▶ What you need to do
Filter the records below, keeping only lines with the string "media".
BEGIN Material for this exercise
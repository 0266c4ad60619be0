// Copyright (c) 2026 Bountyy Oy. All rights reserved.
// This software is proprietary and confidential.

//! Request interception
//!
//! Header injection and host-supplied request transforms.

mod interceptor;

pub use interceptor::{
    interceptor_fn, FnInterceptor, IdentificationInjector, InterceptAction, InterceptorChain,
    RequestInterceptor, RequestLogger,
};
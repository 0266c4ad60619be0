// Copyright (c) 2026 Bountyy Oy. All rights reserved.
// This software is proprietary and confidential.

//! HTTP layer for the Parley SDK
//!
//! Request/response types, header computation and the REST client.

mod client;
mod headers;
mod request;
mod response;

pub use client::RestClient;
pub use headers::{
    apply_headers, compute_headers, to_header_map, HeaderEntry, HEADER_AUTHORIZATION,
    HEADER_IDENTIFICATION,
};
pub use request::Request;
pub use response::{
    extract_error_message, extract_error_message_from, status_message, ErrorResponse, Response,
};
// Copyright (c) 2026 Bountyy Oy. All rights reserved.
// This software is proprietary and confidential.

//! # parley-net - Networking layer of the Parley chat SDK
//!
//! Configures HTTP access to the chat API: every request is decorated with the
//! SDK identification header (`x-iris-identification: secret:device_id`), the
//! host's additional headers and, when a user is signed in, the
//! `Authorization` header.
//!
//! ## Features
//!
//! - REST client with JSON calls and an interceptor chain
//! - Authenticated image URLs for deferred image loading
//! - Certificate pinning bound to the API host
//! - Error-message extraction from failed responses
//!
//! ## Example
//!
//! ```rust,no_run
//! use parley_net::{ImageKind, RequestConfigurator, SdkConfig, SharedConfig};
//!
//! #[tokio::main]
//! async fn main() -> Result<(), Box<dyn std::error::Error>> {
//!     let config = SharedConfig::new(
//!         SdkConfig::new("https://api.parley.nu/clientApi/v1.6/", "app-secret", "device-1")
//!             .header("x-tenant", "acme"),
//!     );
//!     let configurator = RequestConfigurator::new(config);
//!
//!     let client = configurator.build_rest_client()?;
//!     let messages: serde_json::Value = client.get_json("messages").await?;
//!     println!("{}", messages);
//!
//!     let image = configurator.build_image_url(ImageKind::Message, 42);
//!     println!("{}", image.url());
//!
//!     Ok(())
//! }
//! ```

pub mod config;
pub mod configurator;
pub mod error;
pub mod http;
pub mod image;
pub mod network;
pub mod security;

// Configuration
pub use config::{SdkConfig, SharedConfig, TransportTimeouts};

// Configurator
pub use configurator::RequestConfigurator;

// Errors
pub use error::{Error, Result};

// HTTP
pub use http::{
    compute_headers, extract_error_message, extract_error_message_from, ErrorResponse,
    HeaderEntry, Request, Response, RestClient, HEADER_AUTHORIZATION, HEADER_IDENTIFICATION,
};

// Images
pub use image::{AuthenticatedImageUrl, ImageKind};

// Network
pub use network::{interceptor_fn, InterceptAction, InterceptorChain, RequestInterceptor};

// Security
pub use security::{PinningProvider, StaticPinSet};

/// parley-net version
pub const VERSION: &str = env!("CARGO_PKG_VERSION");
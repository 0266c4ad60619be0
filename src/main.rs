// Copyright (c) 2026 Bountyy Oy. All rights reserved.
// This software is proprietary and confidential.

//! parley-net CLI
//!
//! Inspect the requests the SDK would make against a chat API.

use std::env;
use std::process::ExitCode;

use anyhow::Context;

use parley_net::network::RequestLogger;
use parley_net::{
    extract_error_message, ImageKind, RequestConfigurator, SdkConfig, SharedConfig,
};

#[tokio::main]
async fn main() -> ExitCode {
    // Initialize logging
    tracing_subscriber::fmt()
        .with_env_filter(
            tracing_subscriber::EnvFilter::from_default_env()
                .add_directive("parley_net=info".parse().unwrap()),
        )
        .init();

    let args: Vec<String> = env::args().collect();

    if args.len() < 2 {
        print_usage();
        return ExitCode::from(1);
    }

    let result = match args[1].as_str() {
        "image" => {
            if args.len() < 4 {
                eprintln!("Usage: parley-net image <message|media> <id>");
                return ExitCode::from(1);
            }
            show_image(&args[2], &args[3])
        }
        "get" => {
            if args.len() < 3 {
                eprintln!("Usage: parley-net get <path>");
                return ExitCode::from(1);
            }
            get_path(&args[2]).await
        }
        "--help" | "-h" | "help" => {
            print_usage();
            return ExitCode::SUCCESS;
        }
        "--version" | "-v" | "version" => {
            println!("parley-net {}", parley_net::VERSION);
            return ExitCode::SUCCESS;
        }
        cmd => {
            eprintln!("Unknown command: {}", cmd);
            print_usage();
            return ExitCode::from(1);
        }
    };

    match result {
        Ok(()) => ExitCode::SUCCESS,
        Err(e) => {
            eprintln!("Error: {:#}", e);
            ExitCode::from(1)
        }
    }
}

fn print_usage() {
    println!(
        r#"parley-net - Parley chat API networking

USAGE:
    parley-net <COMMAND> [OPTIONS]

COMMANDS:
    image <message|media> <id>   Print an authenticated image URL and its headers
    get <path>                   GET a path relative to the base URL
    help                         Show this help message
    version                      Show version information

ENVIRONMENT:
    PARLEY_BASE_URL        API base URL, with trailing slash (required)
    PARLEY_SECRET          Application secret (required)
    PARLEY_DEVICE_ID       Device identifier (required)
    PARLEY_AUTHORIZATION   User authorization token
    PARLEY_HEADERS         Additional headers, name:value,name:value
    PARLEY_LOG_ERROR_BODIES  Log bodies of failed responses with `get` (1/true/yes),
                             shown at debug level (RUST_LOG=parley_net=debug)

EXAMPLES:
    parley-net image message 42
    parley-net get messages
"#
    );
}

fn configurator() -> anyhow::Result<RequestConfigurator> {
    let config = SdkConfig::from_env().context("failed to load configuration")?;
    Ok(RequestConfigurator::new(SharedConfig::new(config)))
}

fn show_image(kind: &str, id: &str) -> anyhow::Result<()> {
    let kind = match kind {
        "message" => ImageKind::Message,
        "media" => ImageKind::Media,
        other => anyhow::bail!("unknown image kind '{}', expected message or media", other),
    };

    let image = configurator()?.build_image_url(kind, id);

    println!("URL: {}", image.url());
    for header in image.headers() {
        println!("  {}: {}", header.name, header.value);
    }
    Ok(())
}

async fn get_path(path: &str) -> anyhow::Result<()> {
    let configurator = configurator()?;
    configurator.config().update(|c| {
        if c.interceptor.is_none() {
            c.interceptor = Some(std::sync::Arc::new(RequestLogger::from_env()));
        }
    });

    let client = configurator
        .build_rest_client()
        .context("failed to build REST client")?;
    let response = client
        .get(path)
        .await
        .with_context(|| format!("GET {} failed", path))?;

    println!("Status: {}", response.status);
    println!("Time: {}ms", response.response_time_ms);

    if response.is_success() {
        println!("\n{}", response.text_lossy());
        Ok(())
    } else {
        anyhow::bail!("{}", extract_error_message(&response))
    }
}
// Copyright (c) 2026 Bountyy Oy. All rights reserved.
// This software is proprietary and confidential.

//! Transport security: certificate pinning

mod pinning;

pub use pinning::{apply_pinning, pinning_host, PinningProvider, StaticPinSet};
END Material for this exercise
▶ Answer to this task
                eprintln!("Usage: parley-net image <message|media> <id>");
    image <message|media> <id>   Print an authenticated image URL and its headers
        "media" => ImageKind::Media,
        other => anyhow::bail!("unknown image kind '{}', expected message or media", other),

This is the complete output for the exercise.